In diesem Buch erfahren wir mehr über Hulda Gold, eine mobile Hebamme mitten im Berlin der 20er Jahre, die bei ihren Patientinnen sehr beliebt ist, denn sie ist zuverlässig zur Stelle, egal zu welcher Tages- oder Nachtzeit. Außerdem weiß Huld immer Rat, wenn Probleme auftreten, und betreut die jungen Mütter auch nach der Geburt mit guten Tipps.
Hulda wird zu einer schwangeren Frau gerufen. Dazu muss sie ihr Stammgebiet verlassen, denn die Frau wohnt im berüchtigten Scheunenviertel, wo die Armut unter der Bevölkerung besonders groß ist und wo besonders viele Juden wohnen. Die jüdische Familie, der die schwangere Frau angehört, ist zerstritten, und schon bald gerät Hulda in einen Kriminalfall, denn das neugeborene Baby verschwindet kurz nach seiner Geburt....Treffenderweise ermittelt auch Huldas Freund Karl, ein Kriminalkommissar, in einem ähnlich gelagerten Fall. Gibt es da eine Verbindung? Wer Hulda kennt, weiß, dass sie der Angelegenheit auf den Grund gehen wird. Hulda ermittelt sehr resolut und unerschrocken. Sie geht so manches Risiko ein, auch wenn es gefährlich wird.

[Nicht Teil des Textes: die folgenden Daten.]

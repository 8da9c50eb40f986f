// Copyright (c) 2021 HUST IoT Security Lab
// serde_device_tree is licensed under Mulan PSL v2.
// You can use this software according to the terms and conditions of the Mulan PSL v2.
// You may obtain a copy of Mulan PSL v2 at:
//          http://license.coscl.org.cn/MulanPSL2
// THIS SOFTWARE IS PROVIDED ON AN "AS IS" BASIS, WITHOUT WARRANTIES OF ANY KIND,
// EITHER EXPRESS OR IMPLIED, INCLUDING BUT NOT LIMITED TO NON-INFRINGEMENT,
// MERCHANTABILITY OR FIT FOR A PARTICULAR PURPOSE.
// See the Mulan PSL v2 for more details.

//! When flattening or unflattening device tree goes wrong.

use alloc::{format, string::String};
use core::fmt;

/// Represents all possible errors that can occur when encoding or decoding device tree data.
#[derive(Clone, Debug, PartialEq, Eq)]
pub enum Error {
    Typed {
        error_type: ErrorType,
        file_index: usize,
    },
    Custom(String),
}

/// Header fields holding an offset or a size that must stay inside the blob.
#[derive(Debug, Clone, Copy, PartialEq, Eq)]
pub enum HeaderField {
    MemRsvmap,
    Struct,
    Strings,
    StringsSize,
    StructSize,
}

impl HeaderField {
    pub const fn name(&self) -> &'static str {
        match self {
            HeaderField::MemRsvmap => "off_mem_rsvmap",
            HeaderField::Struct => "off_dt_struct",
            HeaderField::Strings => "off_dt_strings",
            HeaderField::StringsSize => "size_dt_strings",
            HeaderField::StructSize => "size_dt_struct",
        }
    }
}

/// All error types that would occur from device tree flattening and unflattening.
#[derive(Debug, Clone, PartialEq, Eq)]
pub enum ErrorType {
    InvalidMagic {
        wrong_magic: u32,
    },
    UnknownVersion {
        version: u32,
    },
    HeaderTooShort {
        header_length: u32,
        at_least_length: u32,
    },
    OffsetOutOfBounds {
        field: HeaderField,
        current_index: u64,
        bound_index: u32,
    },
    StringEofUnexpected,
    SliceEofUnexpected {
        expected_length: u32,
        remaining_length: u32,
    },
    TableStringOffset {
        given_offset: u32,
        bound_offset: u32,
    },
    InvalidTagId {
        wrong_id: u32,
    },
    PrematureEnd,
    PathNotChild {
        path: String,
        parent_path: String,
    },
    ExpectStructBegin,
    ExpectStructEnd,
    InvalidName {
        name: String,
    },
    ValueTooLarge {
        length: usize,
    },
    TotalSizeTooLarge,
    Format,
    InvalidSerdeTypeLength {
        expected_length: u8,
    },
    UnsupportedType {
        type_name: &'static str,
    },
    Utf8(core::str::Utf8Error),
}

impl Error {
    #[inline]
    pub const fn invalid_magic(wrong_magic: u32) -> Error {
        Error::Typed {
            error_type: ErrorType::InvalidMagic { wrong_magic },
            file_index: 0,
        }
    }
    #[inline]
    pub const fn unknown_version(version: u32, file_index: usize) -> Error {
        Error::Typed {
            error_type: ErrorType::UnknownVersion { version },
            file_index,
        }
    }
    #[inline]
    pub fn header_too_short(header_length: u32, at_least_length: u32, file_index: usize) -> Error {
        Error::Typed {
            error_type: ErrorType::HeaderTooShort {
                header_length,
                at_least_length,
            },
            file_index,
        }
    }
    #[inline]
    pub fn offset_out_of_bounds(
        field: HeaderField,
        current_index: u64,
        bound_index: u32,
        file_index: usize,
    ) -> Error {
        Error::Typed {
            error_type: ErrorType::OffsetOutOfBounds {
                field,
                current_index,
                bound_index,
            },
            file_index,
        }
    }
    #[inline]
    pub fn string_eof_unpexpected(file_index: usize) -> Error {
        Error::Typed {
            error_type: ErrorType::StringEofUnexpected,
            file_index,
        }
    }
    #[inline]
    pub fn slice_eof_unpexpected(
        expected_length: u32,
        remaining_length: u32,
        file_index: usize,
    ) -> Error {
        Error::Typed {
            error_type: ErrorType::SliceEofUnexpected {
                expected_length,
                remaining_length,
            },
            file_index,
        }
    }
    #[inline]
    pub fn table_string_offset(given_offset: u32, bound_offset: u32, file_index: usize) -> Error {
        Error::Typed {
            error_type: ErrorType::TableStringOffset {
                given_offset,
                bound_offset,
            },
            file_index,
        }
    }
    #[inline]
    pub fn invalid_tag_id(wrong_id: u32, file_index: usize) -> Error {
        Error::Typed {
            error_type: ErrorType::InvalidTagId { wrong_id },
            file_index,
        }
    }
    #[inline]
    pub fn premature_end(file_index: usize) -> Error {
        Error::Typed {
            error_type: ErrorType::PrematureEnd,
            file_index,
        }
    }
    #[inline]
    pub fn path_not_child(path: &str, parent_path: &str, file_index: usize) -> Error {
        Error::Typed {
            error_type: ErrorType::PathNotChild {
                path: path.into(),
                parent_path: parent_path.into(),
            },
            file_index,
        }
    }
    #[inline]
    pub fn expected_struct_begin(file_index: usize) -> Error {
        Error::Typed {
            error_type: ErrorType::ExpectStructBegin,
            file_index,
        }
    }
    #[inline]
    pub fn expected_struct_end(file_index: usize) -> Error {
        Error::Typed {
            error_type: ErrorType::ExpectStructEnd,
            file_index,
        }
    }
    #[inline]
    pub fn invalid_name(name: &str) -> Error {
        Error::Typed {
            error_type: ErrorType::InvalidName { name: name.into() },
            file_index: 0,
        }
    }
    #[inline]
    pub const fn value_too_large(length: usize) -> Error {
        Error::Typed {
            error_type: ErrorType::ValueTooLarge { length },
            file_index: 0,
        }
    }
    #[inline]
    pub const fn total_size_too_large() -> Error {
        Error::Typed {
            error_type: ErrorType::TotalSizeTooLarge,
            file_index: 0,
        }
    }
    #[inline]
    pub const fn format() -> Error {
        Error::Typed {
            error_type: ErrorType::Format,
            file_index: 0,
        }
    }
    #[inline]
    pub fn invalid_serde_type_length(expected_length: u8) -> Error {
        Error::Typed {
            error_type: ErrorType::InvalidSerdeTypeLength { expected_length },
            file_index: 0,
        }
    }
    #[inline]
    pub const fn unsupported_type(type_name: &'static str) -> Error {
        Error::Typed {
            error_type: ErrorType::UnsupportedType { type_name },
            file_index: 0,
        }
    }
    #[inline]
    pub fn utf8(error: core::str::Utf8Error, file_index: usize) -> Error {
        Error::Typed {
            error_type: ErrorType::Utf8(error),
            file_index,
        }
    }

    /// Kind of a typed error, `None` for custom messages.
    pub fn error_type(&self) -> Option<&ErrorType> {
        match self {
            Error::Typed { error_type, .. } => Some(error_type),
            Error::Custom(_) => None,
        }
    }

    /// Byte offset from the beginning of the blob where the error was detected.
    pub fn file_index(&self) -> usize {
        match self {
            Error::Typed { file_index, .. } => *file_index,
            Error::Custom(_) => 0,
        }
    }
}

/// Alias for a Result with the error type `device_tree_blob::Error`.
pub type Result<T> = core::result::Result<T, Error>;

impl From<fmt::Error> for Error {
    fn from(_: fmt::Error) -> Self {
        Error::format()
    }
}

impl serde::de::Error for Error {
    fn custom<T>(msg: T) -> Self
    where
        T: fmt::Display,
    {
        Self::Custom(format!("{}", msg))
    }
}

impl serde::ser::Error for Error {
    fn custom<T>(msg: T) -> Self
    where
        T: fmt::Display,
    {
        Self::Custom(format!("{}", msg))
    }
}

impl core::error::Error for Error {}

impl fmt::Display for Error {
    fn fmt(&self, f: &mut fmt::Formatter<'_>) -> fmt::Result {
        let (error_type, file_index) = match self {
            Error::Typed {
                error_type,
                file_index,
            } => (error_type, *file_index),
            Error::Custom(msg) => return write!(f, "Error({})", msg),
        };
        match error_type {
            ErrorType::InvalidMagic { wrong_magic } => write!(
                f,
                "Error(invalid magic, value: {}, index: {})",
                wrong_magic, file_index
            ),
            ErrorType::UnknownVersion { version } => write!(
                f,
                "Error(unknown device tree blob version {}, index: {})",
                version, file_index
            ),
            ErrorType::HeaderTooShort {
                header_length,
                at_least_length,
            } => write!(
                f,
                "Error(blob size {} is too small, at least: {}, index: {})",
                header_length, at_least_length, file_index
            ),
            ErrorType::OffsetOutOfBounds {
                field,
                current_index,
                bound_index,
            } => write!(
                f,
                "Error({} {} exceeds total size {}, index: {})",
                field.name(),
                current_index,
                bound_index,
                file_index
            ),
            ErrorType::StringEofUnexpected => write!(
                f,
                "Error(premature end of data reading string, index: {})",
                file_index
            ),
            ErrorType::SliceEofUnexpected {
                expected_length,
                remaining_length,
            } => write!(
                f,
                "Error(premature end of data, expected: {}, remaining: {}, index: {})",
                expected_length, remaining_length, file_index
            ),
            ErrorType::TableStringOffset {
                given_offset,
                bound_offset,
            } => write!(
                f,
                "Error(string offset {} overruns string table of {} bytes, index: {})",
                given_offset, bound_offset, file_index
            ),
            ErrorType::InvalidTagId { wrong_id } => write!(
                f,
                "Error(invalid opcode word {:08x}, index: {})",
                wrong_id, file_index
            ),
            ErrorType::PrematureEnd => {
                write!(f, "Error(premature FDT_END, index: {})", file_index)
            }
            ErrorType::PathNotChild { path, parent_path } => write!(
                f,
                "Error(path \"{}\" is not valid as a child of \"{}\", index: {})",
                path, parent_path, file_index
            ),
            ErrorType::ExpectStructBegin => write!(
                f,
                "Error(expected FDT_BEGIN_NODE, index: {})",
                file_index
            ),
            ErrorType::ExpectStructEnd => {
                write!(f, "Error(expected FDT_END, index: {})", file_index)
            }
            ErrorType::InvalidName { name } => write!(f, "Error(invalid name {:?})", name),
            ErrorType::ValueTooLarge { length } => write!(
                f,
                "Error(property value of {} bytes does not fit in 32 bits)",
                length
            ),
            ErrorType::TotalSizeTooLarge => write!(f, "Error(total size must fit in 32 bits)"),
            ErrorType::Format => write!(f, "Error(text output failed)"),
            ErrorType::InvalidSerdeTypeLength { expected_length } => write!(
                f,
                "Error(value length does not match, expected: {})",
                expected_length
            ),
            ErrorType::UnsupportedType { type_name } => {
                write!(f, "Error(unsupported type {})", type_name)
            }
            ErrorType::Utf8(e) => write!(f, "Error({}, index: {})", e, file_index),
        }
    }
}

/// A recoverable problem found while decoding; the tree is still usable.
#[derive(Clone, Debug, PartialEq, Eq)]
pub enum Warning {
    /// Node name has characters outside the allowed set.
    IncorrectNodeName { name: String, file_index: usize },
}

impl fmt::Display for Warning {
    fn fmt(&self, f: &mut fmt::Formatter<'_>) -> fmt::Result {
        match self {
            Warning::IncorrectNodeName { name, file_index } => write!(
                f,
                "Warning \"{}\" has incorrect format (index: {})",
                name, file_index
            ),
        }
    }
}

Gleichzeitig wird die politische Situation immer bedrohlicher, denn die Zeit nach dem ersten Weltkrieg ist die Zeit der Inflation und der knappen Lebensmittel. Da gewisse Vereinigungen den Juden die Schuld daran geben, werden diese öffentlich gejagt und angegriffen. Mit Entsetzen erkennt man, wie aufgebracht die Bevölkerung war und wie leicht es zum Tumult kam, dass aber die Polizei kaum etwas dagegen unternimmt. Ich mag diese Blicke hinter die historischen Kulissen, denn die Ausmaße des Judenhasses in dieser Zeit waren mir nicht bekannt. Die Autorin hat intensive Recherchen betrieben.
Ich habe den Roman genossen und freue mich jetzt schon auf den 3.Teil, denn Hulda ist sympathisch, hat das Herz am rechten Fleck und irgendwie wünscht man sich, mit dieser Person bekannt zu sein. Hulda ist als alleinstehende Frau in dieser Zeit erstaunlich emanzipiert und eigenständig. Sie setzt sich auch über bestehende Regeln einfach hinweg und wirkt so etwas rebellisch, was ihren Charakter wunderbar abrundet.
Aber auch andere Charaktere in diesem Roman sind sehr einfühlsam und überzeugend beschrieben und ausgearbeitet, so z.B. auch der Rabbi, der Hulda unterstützt, oder auch Felix, Huldas alte große Liebe, dem sie immer wieder über den Weg läuft und der in seiner Ehe sehr unglücklich ist.
Alles in allem kann ich den Roman wärmstens empfehlen, denn auch der zweite Teil hat mich gefesselt und hinterließ keine Spur von Langatmigkeit.